* **Dataset entries**
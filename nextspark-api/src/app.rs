/// Application state and router builder
///
/// This module defines the shared application state and provides
/// a function to build the Axum router with all routes and middleware.
///
/// # Example
///
/// ```no_run
/// use nextspark_api::{app::AppState, config::Config};
/// use sqlx::PgPool;
///
/// # async fn example() -> anyhow::Result<()> {
/// let config = Config::from_env()?;
/// let pool = PgPool::connect(&config.database.url).await?;
/// let state = AppState::new(pool, config);
/// let app = nextspark_api::app::build_router(state);
/// # Ok(())
/// # }
/// ```

use crate::{config::Config, error::ApiError, middleware::security::SecurityHeadersLayer};
use axum::{
    extract::{Request, State},
    http::{header, HeaderValue, Method},
    middleware::Next,
    response::Response,
    routing::{get, post, put},
    Router,
};
use nextspark_assistant::{HttpIntentExtractor, Orchestrator};
use nextspark_shared::actions::ActionRegistry;
use nextspark_shared::auth::{jwt, middleware::AuthContext};
use nextspark_shared::webhooks::{WebhookDispatcher, WebhookPayload, WebhookRouter, DELIVER_ACTION};
use serde_json::Value as JsonValue;
use sqlx::PgPool;
use std::sync::Arc;
use std::time::Duration;
use tower_http::{
    cors::CorsLayer,
    trace::{DefaultMakeSpan, DefaultOnResponse, TraceLayer},
};
use tracing::Level;
use uuid::Uuid;

/// Shared application state
///
/// This is cloned for each request handler via Axum's `State` extractor.
/// Uses Arc internally for cheap cloning.
#[derive(Clone)]
pub struct AppState {
    /// Database connection pool
    pub db: PgPool,

    /// Application configuration
    pub config: Arc<Config>,

    /// Scheduled-action registry (webhook dispatch)
    pub actions: ActionRegistry,

    /// Conversation orchestrator (None when no LLM endpoint configured)
    pub assistant: Option<Arc<Orchestrator>>,
}

impl AppState {
    /// Creates application state from configuration
    ///
    /// Wires the webhook dispatcher into the action registry and builds the
    /// assistant orchestrator when an LLM endpoint is configured.
    pub fn new(db: PgPool, config: Config) -> Self {
        let webhook_timeout = Duration::from_secs(config.webhooks.timeout_seconds);

        let router = WebhookRouter::parse(&config.webhooks.routes);
        let mut actions = ActionRegistry::new(webhook_timeout);
        actions.register(Arc::new(WebhookDispatcher::new(
            router,
            config.webhooks.signing_secret.clone(),
            webhook_timeout,
        )));

        let assistant = config.llm.endpoint.as_ref().map(|endpoint| {
            let extractor = Arc::new(HttpIntentExtractor::new(
                endpoint.clone(),
                config.llm.api_key.clone(),
                Duration::from_secs(config.llm.timeout_seconds),
            ));
            Arc::new(Orchestrator::new(db.clone(), extractor))
        });

        Self {
            db,
            config: Arc::new(config),
            actions,
            assistant,
        }
    }

    /// Replaces the assistant orchestrator (tests inject a mock extractor)
    pub fn with_assistant(mut self, assistant: Arc<Orchestrator>) -> Self {
        self.assistant = Some(assistant);
        self
    }

    /// Gets JWT secret for token operations
    pub fn jwt_secret(&self) -> &str {
        &self.config.jwt.secret
    }

    /// Emits an entity mutation event through the scheduled-action registry
    ///
    /// Fire-and-forget; delivery failures are logged by the registry and
    /// never reach the request that triggered the mutation.
    pub fn dispatch_webhook(
        &self,
        entity: &str,
        action: &str,
        entity_id: Uuid,
        team_id: Uuid,
        data: JsonValue,
    ) {
        let payload = WebhookPayload::new(entity, action, entity_id, team_id, data);

        match serde_json::to_value(&payload) {
            Ok(value) => {
                self.actions.invoke(DELIVER_ACTION, value);
            }
            Err(e) => {
                tracing::warn!(event = %payload.event, error = %e, "Failed to serialize webhook payload");
            }
        }
    }
}

/// Builds the complete Axum router with all routes and middleware
///
/// # Architecture
///
/// ```text
/// /
/// ├── /health                        # Health check (public)
/// └── /api/v1/
///     ├── /auth/                     # register, login, refresh (public)
///     ├── /users/me                  # profile (JWT)
///     ├── /teams/...                 # team + member management (JWT)
///     └── team-scoped (JWT + X-Team-Id, or API key):
///         /tasks /customers /pages /patterns
///         /api-keys /billing /conversations
/// ```
///
/// # Middleware Stack
///
/// Applied in order (outermost first): security headers, CORS, trace
/// logging; authentication and team context per route group.
pub fn build_router(state: AppState) -> Router {
    use crate::routes;

    // Health check (public, no auth)
    let health_routes = Router::new().route("/health", get(routes::health::health_check));

    // Auth routes (public)
    let auth_routes = Router::new()
        .route("/register", post(routes::auth::register))
        .route("/login", post(routes::auth::login))
        .route("/refresh", post(routes::auth::refresh));

    // Profile routes (JWT only)
    let user_routes = Router::new()
        .route(
            "/me",
            get(routes::users::get_me).patch(routes::users::update_me),
        )
        .layer(axum::middleware::from_fn_with_state(
            state.clone(),
            jwt_auth_layer,
        ));

    // Team management routes (JWT only; team named in the path)
    let team_routes = Router::new()
        .route(
            "/",
            post(routes::teams::create_team).get(routes::teams::list_teams),
        )
        .route(
            "/:id",
            get(routes::teams::get_team)
                .patch(routes::teams::update_team)
                .delete(routes::teams::delete_team),
        )
        .route(
            "/:id/members",
            get(routes::teams::list_members).post(routes::teams::add_member),
        )
        .route(
            "/:id/members/:user_id",
            axum::routing::patch(routes::teams::update_member_role)
                .delete(routes::teams::remove_member),
        )
        .layer(axum::middleware::from_fn_with_state(
            state.clone(),
            jwt_auth_layer,
        ));

    // Team-scoped entity routes (JWT + X-Team-Id header, or API key)
    let team_scoped = Router::new()
        .route(
            "/tasks",
            get(routes::tasks::list_tasks).post(routes::tasks::create_task),
        )
        .route(
            "/tasks/:id",
            get(routes::tasks::get_task)
                .patch(routes::tasks::update_task)
                .delete(routes::tasks::delete_task),
        )
        .route(
            "/customers",
            get(routes::customers::list_customers).post(routes::customers::create_customer),
        )
        .route(
            "/customers/:id",
            get(routes::customers::get_customer)
                .patch(routes::customers::update_customer)
                .delete(routes::customers::delete_customer),
        )
        .route(
            "/pages",
            get(routes::pages::list_pages).post(routes::pages::create_page),
        )
        .route(
            "/pages/:id",
            get(routes::pages::get_page)
                .patch(routes::pages::update_page)
                .delete(routes::pages::delete_page),
        )
        .route("/pages/:id/publish", post(routes::pages::publish_page))
        .route(
            "/patterns",
            get(routes::patterns::list_patterns).post(routes::patterns::create_pattern),
        )
        .route(
            "/patterns/:id",
            get(routes::patterns::get_pattern)
                .patch(routes::patterns::update_pattern)
                .delete(routes::patterns::delete_pattern),
        )
        .route(
            "/patterns/:id/usages",
            get(routes::patterns::list_pattern_usages),
        )
        .route(
            "/api-keys",
            get(routes::api_keys::list_api_keys).post(routes::api_keys::create_api_key),
        )
        .route(
            "/api-keys/:id/revoke",
            post(routes::api_keys::revoke_api_key),
        )
        .route(
            "/billing/subscription",
            get(routes::billing::get_subscription),
        )
        .route("/billing/plan", put(routes::billing::change_plan))
        .route("/billing/usage", get(routes::billing::get_usage))
        .route(
            "/conversations",
            post(routes::conversations::create_conversation),
        )
        .layer(axum::middleware::from_fn_with_state(
            state.clone(),
            crate::middleware::team_context::team_context_layer,
        ))
        .layer(axum::middleware::from_fn_with_state(
            state.clone(),
            auth_layer,
        ));

    // Build complete v1 API
    let v1_routes = Router::new()
        .nest("/auth", auth_routes)
        .nest("/users", user_routes)
        .nest("/teams", team_routes)
        .merge(team_scoped);

    // Configure CORS based on environment
    let cors = if state.config.api.cors_origins.contains(&"*".to_string()) {
        CorsLayer::permissive()
    } else {
        let origins: Vec<HeaderValue> = state
            .config
            .api
            .cors_origins
            .iter()
            .filter_map(|origin| origin.parse().ok())
            .collect();

        CorsLayer::new()
            .allow_origin(origins)
            .allow_methods([
                Method::GET,
                Method::POST,
                Method::PUT,
                Method::PATCH,
                Method::DELETE,
                Method::OPTIONS,
            ])
            .allow_headers([header::AUTHORIZATION, header::CONTENT_TYPE])
            .allow_credentials(true)
            .max_age(std::time::Duration::from_secs(3600))
    };

    Router::new()
        .merge(health_routes)
        .nest("/api/v1", v1_routes)
        .layer(
            TraceLayer::new_for_http()
                .make_span_with(DefaultMakeSpan::new().level(Level::INFO))
                .on_response(DefaultOnResponse::new().level(Level::INFO)),
        )
        .layer(cors)
        .layer(SecurityHeadersLayer::new(state.config.api.production))
        .with_state(state)
}

/// JWT-only authentication middleware layer
///
/// Extracts and validates the Bearer token, then injects AuthContext into
/// request extensions.
async fn jwt_auth_layer(
    state: State<AppState>,
    mut req: Request,
    next: Next,
) -> Result<Response, ApiError> {
    let auth_header = req
        .headers()
        .get(header::AUTHORIZATION)
        .and_then(|v| v.to_str().ok())
        .ok_or_else(|| ApiError::Unauthorized("Missing authorization header".to_string()))?;

    let token = auth_header
        .strip_prefix("Bearer ")
        .ok_or_else(|| ApiError::BadRequest("Expected Bearer token".to_string()))?;

    let claims = jwt::validate_access_token(token, state.jwt_secret())?;

    req.extensions_mut().insert(AuthContext::from_jwt(claims.sub));

    Ok(next.run(req).await)
}

/// Dual authentication middleware layer (JWT or API key)
///
/// Prefers `Authorization: Bearer <jwt>`; falls back to `X-Api-Key`.
async fn auth_layer(
    state: State<AppState>,
    mut req: Request,
    next: Next,
) -> Result<Response, ApiError> {
    let auth_context = if let Some(auth_header) = req
        .headers()
        .get(header::AUTHORIZATION)
        .and_then(|v| v.to_str().ok())
    {
        let token = auth_header
            .strip_prefix("Bearer ")
            .ok_or_else(|| ApiError::BadRequest("Expected Bearer token".to_string()))?;

        let claims = jwt::validate_access_token(token, state.jwt_secret())?;
        AuthContext::from_jwt(claims.sub)
    } else if let Some(api_key) = req
        .headers()
        .get("X-Api-Key")
        .and_then(|v| v.to_str().ok())
    {
        let key = nextspark_shared::auth::middleware::authenticate_api_key(&state.db, api_key)
            .await
            .map_err(ApiError::from)?;
        AuthContext::from_api_key(&key)
    } else {
        return Err(ApiError::Unauthorized("Missing credentials".to_string()));
    };

    req.extensions_mut().insert(auth_context);

    Ok(next.run(req).await)
}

* **Goal of the exercise**
When a line of the data holds the string "Duration", pick it out and copy it.

* **Problem solution**
use std::time::Duration;
        let webhook_timeout = Duration::from_secs(config.webhooks.timeout_seconds);
                Duration::from_secs(config.llm.timeout_seconds),
            .max_age(std::time::Duration::from_secs(3600))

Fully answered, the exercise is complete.